Task material:
[Start of section]

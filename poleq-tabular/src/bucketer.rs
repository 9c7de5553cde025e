//! Bucketing of continuous values into discrete indices.
//!
//! [`Bucketer`] handles a scalar, [`MultiBucketer`] a vector with one bucketer per
//! coordinate. [`Discretizer`] wraps both behind one call contract,
//! [`Discretizer::bucket`], which is what [`ObservationTable`](crate::ObservationTable) uses.
mod discretizer;
mod multi;
mod scalar;

pub use discretizer::Discretizer;
pub use multi::MultiBucketer;
pub use scalar::{Bucketer, OUT_OF_RANGE};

[End of section]

Exercise description: Write the records again exactly as they stand.

Written answer:
filename poleq-tabular/src/bucketer.rs
repository 9c7de5553cde025e
//! Bucketing of continuous values into discrete indices.
//!
//! [`Bucketer`] handles a scalar, [`MultiBucketer`] a vector with one bucketer per
//! coordinate. [`Discretizer`] wraps both behind one call contract,
//! [`Discretizer::bucket`], which is what [`ObservationTable`](crate::ObservationTable) uses.
mod discretizer;
mod multi;
mod scalar;

pub use discretizer::Discretizer;
pub use multi::MultiBucketer;
pub use scalar::{Bucketer, OUT_OF_RANGE};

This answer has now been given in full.